Monday, November 12, 2012

3 Ways to Succeed in a Marriage With Someone You Don't Agree With



 "It was difficult to keep listening to a liar all morning..."


My husband said this to the pastor we worked with at the time, after the kickoff of the church's weekend marriage conference. It's important to note, the pastor wasn't the speaker!  Our pastor we worked with at the time had brought a ministry couple in to speak for the weekend and after the first session, asked the staff members our impressions of how things were going.

My husband formed a strong opinion almost immediately after the guest minister started speaking because he said, "I just want you all to know, we've got such a strong marriage, my wife and I haven't had even one argument in over twenty years!"

My husband leaned over to me and whispered, "Either he's a bold faced liar, or the marriage is completely dead and they haven't had a real conversation for 20 years..."

Larry's suspicions were right. I'm not sure if the guy was a liar or they simply didn't speak, but we were not shocked when we heard that this ministry couple divorced years later.

Here's the truth: in any successful relationship, there are areas where you don't agree.

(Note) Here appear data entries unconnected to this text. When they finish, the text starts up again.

//! REST client for the public Kalshi market data endpoints.
//!
//! Covers event listing and event detail lookup. All methods are
//! rate-limited; none require authentication.

use common::{EventDetail, EventsPage, Error, KalshiEvent};
use futures::future::join_all;
use std::error::Error as StdError;
use std::time::Duration;
use tracing::{debug, info, warn};

use crate::hot::select_hot_events;
use crate::rate_limit::RateLimiter;

const DEMO_BASE_URL: &str = "https://demo-api.kalshi.co";
const PROD_BASE_URL: &str = "https://api.elections.kalshi.com";
const API_PREFIX: &str = "/trade-api/v2";

/// Events whose details are fetched when ranking hot events.
const HOT_DETAIL_FANOUT: usize = 20;

fn normalize_base_url(raw: &str) -> String {
    raw.trim().trim_end_matches('/').to_string()
}

fn resolve_rest_base_url(api_base: Option<&str>, use_demo: bool) -> String {
    if let Some(override_url) = api_base {
        let normalized = normalize_base_url(override_url);
        if !normalized.is_empty() {
            info!("Using Kalshi API base override: {}", normalized);
            return normalized;
        }
        warn!("Ignoring empty Kalshi API base override");
    }

    if use_demo {
        DEMO_BASE_URL.to_string()
    } else {
        PROD_BASE_URL.to_string()
    }
}

fn format_reqwest_error(err: &reqwest::Error) -> String {
    // Keep chained causes so network failures (DNS/TLS/socket) are visible.
    let mut message = err.to_string();
    let mut source = err.source();

    while let Some(cause) = source {
        let cause_msg = cause.to_string();
        if !cause_msg.is_empty() && !message.contains(&cause_msg) {
            message.push_str(": ");
            message.push_str(&cause_msg);
        }
        source = cause.source();
    }

    message
}

/// Listing filters for `GET /events`.
#[derive(Debug, Clone)]
pub struct EventFilter {
    pub limit: u32,
    pub status: String,
    pub with_nested_markets: bool,
}

impl Default for EventFilter {
    fn default() -> Self {
        Self {
            limit: 100,
            status: "open".into(),
            with_nested_markets: false,
        }
    }
}

/// Async REST client for the Kalshi trade API.
#[derive(Debug, Clone)]
pub struct KalshiRestClient {
    client: reqwest::Client,
    base_url: String,
    limiter: RateLimiter,
}

impl KalshiRestClient {
    /// * `api_base` overrides the demo/prod choice when non-empty.
    pub fn new(api_base: Option<&str>, use_demo: bool, reads_per_sec: u32) -> Result<Self, Error> {
        let client = reqwest::Client::builder()
            .pool_max_idle_per_host(4)
            .tcp_keepalive(Duration::from_secs(30))
            .timeout(Duration::from_secs(15))
            .build()
            .map_err(|e| Error::Http(format_reqwest_error(&e)))?;

        Ok(Self {
            client,
            base_url: resolve_rest_base_url(api_base, use_demo),
            limiter: RateLimiter::with_reads_per_sec(reads_per_sec),
        })
    }

    fn url(&self, path: &str) -> String {
        format!("{}{}{}", self.base_url, API_PREFIX, path)
    }

    async fn get_json<T: serde::de::DeserializeOwned>(
        &self,
        req: reqwest::RequestBuilder,
    ) -> Result<T, Error> {
        self.limiter.wait_read().await;

        let resp = req
            .header("Accept", "application/json")
            .send()
            .await
            .map_err(|e| Error::Http(format_reqwest_error(&e)))?;

        let status_code = resp.status().as_u16();
        if status_code != 200 {
            let body = resp.text().await.unwrap_or_default();
            return Err(Error::KalshiApi {
                status: status_code,
                message: body,
            });
        }

        resp.json()
            .await
            .map_err(|e| Error::Http(format_reqwest_error(&e)))
    }

    /// Fetch one page of events. Pass the previous page's cursor to continue.
    pub async fn list_events(
        &self,
        cursor: Option<&str>,
        filter: &EventFilter,
    ) -> Result<EventsPage, Error> {
        let mut req = self
            .client
            .get(self.url("/events"))
            .query(&[("limit", filter.limit.to_string()), ("status", filter.status.clone())]);
        if let Some(c) = cursor.filter(|c| !c.is_empty()) {
            req = req.query(&[("cursor", c)]);
        }
        if filter.with_nested_markets {
            req = req.query(&[("with_nested_markets", "true")]);
        }

        let mut page: EventsPage = self.get_json(req).await?;
        if page.cursor.as_deref() == Some("") {
            page.cursor = None;
        }
        debug!(
            "Fetched {} events (more: {})",
            page.events.len(),
            page.cursor.is_some()
        );
        Ok(page)
    }

    /// Fetch a single event with its markets.
    pub async fn get_event(&self, event_ticker: &str) -> Result<EventDetail, Error> {
        let req = self.client.get(self.url(&format!("/events/{}", event_ticker)));
        match self.get_json(req).await {
            Err(Error::KalshiApi { status: 404, .. }) => {
                Err(Error::EventNotFound(event_ticker.to_string()))
            }
            other => other,
        }
    }

    /// The highest-volume open events, one per category.
    pub async fn hot_events(&self, limit: usize) -> Result<Vec<KalshiEvent>, Error> {
        let page = self.list_events(None, &EventFilter::default()).await?;

        let details = join_all(
            page.events
                .iter()
                .take(HOT_DETAIL_FANOUT)
                .map(|event| self.get_event(&event.event_ticker)),
        )
        .await;

        let fetched: Vec<EventDetail> = details
            .into_iter()
            .filter_map(|result| match result {
                Ok(detail) => Some(detail),
                Err(e) => {
                    debug!("Skipping event detail: {}", e);
                    None
                }
            })
            .collect();

        Ok(select_hot_events(fetched, limit))
    }
}
//! Process-local tier.
//!
//! Uses `DashMap` so concurrent readers never contend on a single lock.

use dashmap::mapref::entry::Entry;
use dashmap::DashMap;

use crate::entry::{CacheEntry, CacheError, EntryPatch};
use crate::tier::CacheTier;

#[derive(Debug, Default)]
pub struct MemoryTier {
    entries: DashMap<String, CacheEntry>,
}

impl MemoryTier {
    pub fn new() -> Self {
        Self::default()
    }

    pub fn len(&self) -> usize {
        self.entries.len()
    }

    pub fn is_empty(&self) -> bool {
        self.entries.is_empty()
    }

    pub fn clear(&self) {
        self.entries.clear();
    }
}

impl CacheTier for MemoryTier {
    fn name(&self) -> &'static str {
        "memory"
    }

    fn get(&self, key: &str) -> Result<Option<CacheEntry>, CacheError> {
        Ok(self.entries.get(key).map(|e| e.value().clone()))
    }

    fn put(&self, entry: CacheEntry) -> Result<(), CacheError> {
        match self.entries.entry(entry.key.clone()) {
            Entry::Occupied(mut slot) => {
                let merged = entry.merged_over(Some(slot.get()));
                slot.insert(merged);
            }
            Entry::Vacant(slot) => {
                slot.insert(entry);
            }
        }
        Ok(())
    }

    fn put_steps(&self, placeholder: CacheEntry) -> Result<(), CacheError> {
        match self.entries.entry(placeholder.key.clone()) {
            Entry::Occupied(mut slot) => {
                slot.get_mut().steps = placeholder.steps;
            }
            Entry::Vacant(slot) => {
                slot.insert(placeholder);
            }
        }
        Ok(())
    }

    fn patch(&self, key: &str, patch: &EntryPatch) -> Result<bool, CacheError> {
        Ok(self
            .entries
            .get_mut(key)
            .map(|mut entry| entry.apply(patch))
            .unwrap_or(false))
    }
}
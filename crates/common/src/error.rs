//! Unified error type shared by the market data client and request validation.

use thiserror::Error;

#[derive(Debug, Error)]
pub enum Error {
    #[error("HTTP request failed: {0}")]
    Http(String),

    #[error("JSON parse error: {0}")]
    Json(#[from] serde_json::Error),

    #[error("Config error: {0}")]
    Config(String),

    #[error("Kalshi API error (status={status}): {message}")]
    KalshiApi { status: u16, message: String },

    #[error("Event not found: {0}")]
    EventNotFound(String),

    #[error("Invalid request: {0}")]
    InvalidRequest(String),

    #[error("IO error: {0}")]
    Io(#[from] std::io::Error),

    #[error("{0}")]
    Other(String),
}
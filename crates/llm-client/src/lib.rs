pub mod client;
pub mod parse;
pub mod provider;
pub mod types;

pub use client::{GatewayClient, GatewaySettings};
pub use parse::{parse_structured, strip_code_fence, summarize_raw};
pub use provider::{ImageGenerator, TextGenerator};
pub use types::{ChatMessage, CompletionRequest, GenerationError, Role};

My husband and I always say, "If both of us were the same, one of us would be unnecessary!"  

We are both very strong personalities, are not always in agreement, not just on little piddly things but sometimes matters of greater importance. So, how do we do it? How do we not only peacefully co-exist in a marriage where we don't always agree, but keep it hot in all the right ways even when we don't agree?

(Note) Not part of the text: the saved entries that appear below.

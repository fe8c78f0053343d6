//! Read rate limiter for the Kalshi API.
//!
//! Basic tier allows 20 reads/sec.

use governor::{Quota, RateLimiter as GovLimiter};
use std::num::NonZeroU32;
use std::sync::Arc;

type DirectLimiter =
    GovLimiter<governor::state::NotKeyed, governor::state::InMemoryState, governor::clock::DefaultClock>;

#[derive(Debug, Clone)]
pub struct RateLimiter {
    read_limiter: Arc<DirectLimiter>,
}

impl RateLimiter {
    /// Create with Kalshi basic-tier limits.
    pub fn new() -> Self {
        Self::with_reads_per_sec(20)
    }

    /// Create with a custom per-second read limit. Zero is treated as one.
    pub fn with_reads_per_sec(reads_per_sec: u32) -> Self {
        let per_sec = NonZeroU32::new(reads_per_sec).unwrap_or(NonZeroU32::MIN);
        Self {
            read_limiter: Arc::new(GovLimiter::direct(Quota::per_second(per_sec))),
        }
    }

    /// Wait until a read slot is available.
    pub async fn wait_read(&self) {
        self.read_limiter.until_ready().await;
    }

    /// Try to acquire a read slot without waiting. Returns true if acquired.
    pub fn try_read(&self) -> bool {
        self.read_limiter.check().is_ok()
    }
}

impl Default for RateLimiter {
    fn default() -> Self {
        Self::new()
    }
}

#[cfg(test)]
mod tests {
    use super::*;

    #[test]
    fn test_burst_is_bounded() {
        let limiter = RateLimiter::with_reads_per_sec(2);
        assert!(limiter.try_read());
        assert!(limiter.try_read());
        assert!(!limiter.try_read());
    }

    #[test]
    fn test_zero_quota_still_allows_reads() {
        let limiter = RateLimiter::with_reads_per_sec(0);
        assert!(limiter.try_read());
    }
}
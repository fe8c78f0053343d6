//! Hot-event ranking: highest total volume, one event per category.

use common::{EventDetail, KalshiEvent};
use std::collections::HashSet;

/// Ranks events by summed market volume and keeps the first event seen for
/// each case-insensitive category, up to `limit`.
///
/// Returned events carry `total_volume` and only their first market.
pub fn select_hot_events(details: Vec<EventDetail>, limit: usize) -> Vec<KalshiEvent> {
    let mut enriched: Vec<KalshiEvent> = details
        .into_iter()
        .map(|detail| {
            let total_volume = detail.total_volume();
            let mut event = detail.event;
            event.total_volume = Some(total_volume);
            event.markets = detail.markets.into_iter().take(1).collect();
            event
        })
        .collect();

    // Stable sort keeps listing order among equal volumes.
    enriched.sort_by(|a, b| b.total_volume.cmp(&a.total_volume));

    let mut used_categories = HashSet::new();
    enriched
        .into_iter()
        .filter(|event| used_categories.insert(event.category.to_lowercase()))
        .take(limit)
        .collect()
}
//! Cosmetic "what we're checking" step narration.

use std::sync::Arc;

use common::ResearchRequest;
use llm_client::{parse_structured, ChatMessage, CompletionRequest, GenerationError, TextGenerator};
use tracing::{instrument, warn};

use crate::prompts::steps_prompt;

pub const FALLBACK_STEPS: [&str; 4] = [
    "Gathering data...",
    "Analyzing context...",
    "Evaluating factors...",
    "Forming estimate...",
];

const MAX_STEPS: usize = 7;

pub fn fallback_steps() -> Vec<String> {
    FALLBACK_STEPS.iter().map(|s| s.to_string()).collect()
}

/// Steps for display. `fallback` marks the generic list returned when
/// the narration call failed; it is never worth caching.
#[derive(Debug, Clone, PartialEq)]
pub struct Narration {
    pub steps: Vec<String>,
    pub fallback: bool,
}

impl Narration {
    fn fallback() -> Self {
        Self { steps: fallback_steps(), fallback: true }
    }
}

pub struct StepNarrator {
    text: Arc<dyn TextGenerator>,
    model: String,
}

impl StepNarrator {
    pub fn new(text: Arc<dyn TextGenerator>, model: impl Into<String>) -> Self {
        Self { text, model: model.into() }
    }

    /// Never fails: any error yields [`FALLBACK_STEPS`].
    #[instrument(skip(self, request), fields(key = %request.key))]
    pub async fn narrate(&self, request: &ResearchRequest) -> Narration {
        match self.try_narrate(request).await {
            Ok(steps) if !steps.is_empty() => Narration { steps, fallback: false },
            Ok(_) => {
                warn!("Step narration was empty, using fallback");
                Narration::fallback()
            }
            Err(e) => {
                warn!("Step narration failed, using fallback: {}", e);
                Narration::fallback()
            }
        }
    }

    async fn try_narrate(&self, request: &ResearchRequest) -> Result<Vec<String>, GenerationError> {
        let completion = CompletionRequest::new(&self.model).message(ChatMessage::user(steps_prompt(request)));
        let text = self.text.complete(completion).await?;
        let steps: Vec<String> = parse_structured(&text)?;
        Ok(steps
            .into_iter()
            .map(|s| s.trim().to_string())
            .filter(|s| !s.is_empty())
            .take(MAX_STEPS)
            .collect())
    }
}

#[cfg(test)]
mod tests {
    use super::*;
    use crate::testing::ScriptedText;

    fn make_request() -> ResearchRequest {
        ResearchRequest::new("ALPHA", "Sinner vs Alcaraz Australian Open", "Sports")
    }

    #[tokio::test]
    async fn test_transport_error_yields_fallback() {
        let narrator = StepNarrator::new(
            Arc::new(ScriptedText::err(GenerationError::Transport("connection reset".into()))),
            "steps-model",
        );
        let narration = narrator.narrate(&make_request()).await;
        assert!(narration.fallback);
        assert_eq!(
            narration.steps,
            vec![
                "Gathering data...",
                "Analyzing context...",
                "Evaluating factors...",
                "Forming estimate...",
            ]
        );
    }

    #[tokio::test]
    async fn test_unparseable_or_empty_yields_fallback() {
        let narrator = StepNarrator::new(Arc::new(ScriptedText::ok("no idea")), "m");
        assert_eq!(narrator.narrate(&make_request()).await, Narration::fallback());

        let narrator = StepNarrator::new(Arc::new(ScriptedText::ok("[\"  \"]")), "m");
        assert_eq!(narrator.narrate(&make_request()).await, Narration::fallback());
    }

    #[tokio::test]
    async fn test_fenced_steps_are_trimmed_and_capped() {
        let reply = "```json\n[\" Sinner vs Alcaraz head-to-head \", \"b\", \"c\", \"d\", \"e\", \"f\", \"g\", \"h\"]\n```";
        let text = Arc::new(ScriptedText::ok(reply));
        let narrator = StepNarrator::new(text.clone(), "steps-model");

        let narration = narrator.narrate(&make_request()).await;

        assert!(!narration.fallback);
        let steps = narration.steps;
        assert_eq!(steps.len(), 7);
        assert_eq!(steps[0], "Sinner vs Alcaraz head-to-head");
        let seen = text.seen.lock().unwrap();
        assert_eq!(seen[0].model, "steps-model");
        assert!(seen[0].system.is_none());
    }
}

This is not a complete list, but today I'm sharing 3 ways to keep a marriage hot even in time of disagreement:

1) Fight fair.

Arguments need to have boundaries. No verbal abuse, name calling, or disrespect. It's important to note, this needs to be two sided. The bible calls for mutual respect among marriage partners - not respect one way. Larry and I have had a lot of strong disagreements but one line we never cross is that of verbal abuse or name calling. We have disrespected each other more than a time or two and needed to ask forgiveness.

2) Allow for differences

I've heard a lot of bad advice in my life. One of them, often thrown around especially in Christiandom is, "you need to come into agreement with your spouse." I understand the spirit of this, but anything taken to an extreme will hurt a relationship.  Ecclesiastes 7:18 says, "Pay attention to these instructions, for anyone who fears God will avoid both extremes." Two people are never going to agree on absolutely everything. There are a few key issues that, it is absolutely imperative to work toward coming into agreement with your spouse. But I have found those issues to be few and far between, in a healthy relationship.

3) Don't pull away.

Just because we don't agree means we have to distance ourselves. There are times I get frustrated that Larry and I don't agree on something. But, I know if I allow a physical or emotional distance on my part, I am cutting off an opportunity for conversation to take place to create possibility for change in either one of us. It's important to stay close no matter what issues are on the table. This creates an environment to have positive and powerful discussion and move your relationship, and the issues, forward.

The Bible describes marriage as a mystery and I'm convinced just one reason is because true marriage is the blending of two without ever losing yourself. It's not about becoming a clone of your spouse.

Sometimes the perfect combination is...the opposite.